Stored data:
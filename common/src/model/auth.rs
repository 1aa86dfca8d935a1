//! Login and registration payloads.

use serde::{Deserialize, Serialize};

#[derive(Debug, Clone, PartialEq, Serialize, Deserialize)]
pub struct Credentials {
    pub email: String,
    pub password: String,
}

/// Response of both login endpoints.
#[derive(Debug, Clone, PartialEq, Serialize, Deserialize)]
pub struct LoginResponse {
    pub access: String,
    #[serde(default)]
    pub refresh: Option<String>,
    /// Only the volunteer endpoint reports it; it must read `"volunteer"` there.
    #[serde(default)]
    pub user_type: Option<String>,
}

/// Response of both registration endpoints. Registration hands back the
/// access token as `token`, not `access`.
#[derive(Debug, Clone, PartialEq, Serialize, Deserialize)]
pub struct RegisterResponse {
    pub token: String,
    #[serde(default)]
    pub refresh: Option<String>,
}

/// Payload for `POST /api/register/`.
#[derive(Debug, Clone, PartialEq, Default, Serialize, Deserialize)]
pub struct VolunteerRegistration {
    pub username: String,
    pub password: String,
    pub email: String,
    pub first_name: String,
    pub last_name: String,
    pub location: String,
    pub skills: Vec<String>,
    pub bio: String,
    pub interests: Vec<String>,
    pub availability: Vec<String>,
    #[serde(default, skip_serializing_if = "Option::is_none")]
    pub experience: Option<String>,
    #[serde(default, skip_serializing_if = "Option::is_none")]
    pub profile_image: Option<String>,
}

/// Payload for `POST /api/register/organization/`.
#[derive(Debug, Clone, PartialEq, Default, Serialize, Deserialize)]
pub struct OrganizationRegistration {
    pub email: String,
    pub password: String,
    /// Contact person.
    pub first_name: String,
    pub last_name: String,
    /// Organization name.
    pub name: String,
    pub description: String,
    pub location: String,
    #[serde(default, skip_serializing_if = "Option::is_none")]
    pub website: Option<String>,
    #[serde(default, skip_serializing_if = "Option::is_none")]
    pub phone: Option<String>,
    pub category: String,
}

/// Organizations sign in by email, so the username is always the email.
#[derive(Debug, Serialize)]
pub(crate) struct OrganizationSignupBody<'a> {
    #[serde(flatten)]
    pub registration: &'a OrganizationRegistration,
    pub username: &'a str,
}

#[derive(Debug, Serialize)]
pub(crate) struct LogoutBody<'a> {
    pub refresh: &'a str,
}

#[cfg(test)]
mod tests {
    use super::*;

    #[test]
    fn organization_signup_uses_email_as_username() {
        let registration = OrganizationRegistration {
            email: "hello@shelter.org".to_string(),
            name: "City Shelter".to_string(),
            ..Default::default()
        };
        let body = serde_json::to_value(OrganizationSignupBody {
            registration: &registration,
            username: &registration.email,
        })
        .expect("serializable");

        assert_eq!(body["username"], "hello@shelter.org");
        assert_eq!(body["name"], "City Shelter");
        assert!(body.get("website").is_none());
    }

    #[test]
    fn login_response_without_refresh_or_type() {
        let parsed: LoginResponse =
            serde_json::from_str(r#"{"access":"abc"}"#).expect("valid response");
        assert_eq!(parsed.access, "abc");
        assert_eq!(parsed.refresh, None);
        assert_eq!(parsed.user_type, None);
    }
}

- **Aim of the exercise**: The lines to extract from the data above begin with the line containing "pub struct OrganizationRegistration" and end with the line containing "assert_eq!(parsed.refresh, None);". Extract them exactly, including both.

- **Worked solution**:
pub struct OrganizationRegistration {
    pub email: String,
    pub password: String,
    /// Contact person.
    pub first_name: String,
    pub last_name: String,
    /// Organization name.
    pub name: String,
    pub description: String,
    pub location: String,
    #[serde(default, skip_serializing_if = "Option::is_none")]
    pub website: Option<String>,
    #[serde(default, skip_serializing_if = "Option::is_none")]
    pub phone: Option<String>,
    pub category: String,
}

/// Organizations sign in by email, so the username is always the email.
#[derive(Debug, Serialize)]
pub(crate) struct OrganizationSignupBody<'a> {
    #[serde(flatten)]
    pub registration: &'a OrganizationRegistration,
    pub username: &'a str,
}

#[derive(Debug, Serialize)]
pub(crate) struct LogoutBody<'a> {
    pub refresh: &'a str,
}

#[cfg(test)]
mod tests {
    use super::*;

    #[test]
    fn organization_signup_uses_email_as_username() {
        let registration = OrganizationRegistration {
            email: "hello@shelter.org".to_string(),
            name: "City Shelter".to_string(),
            ..Default::default()
        };
        let body = serde_json::to_value(OrganizationSignupBody {
            registration: &registration,
            username: &registration.email,
        })
        .expect("serializable");

        assert_eq!(body["username"], "hello@shelter.org");
        assert_eq!(body["name"], "City Shelter");
        assert!(body.get("website").is_none());
    }

    #[test]
    fn login_response_without_refresh_or_type() {
        let parsed: LoginResponse =
            serde_json::from_str(r#"{"access":"abc"}"#).expect("valid response");
        assert_eq!(parsed.access, "abc");
        assert_eq!(parsed.refresh, None);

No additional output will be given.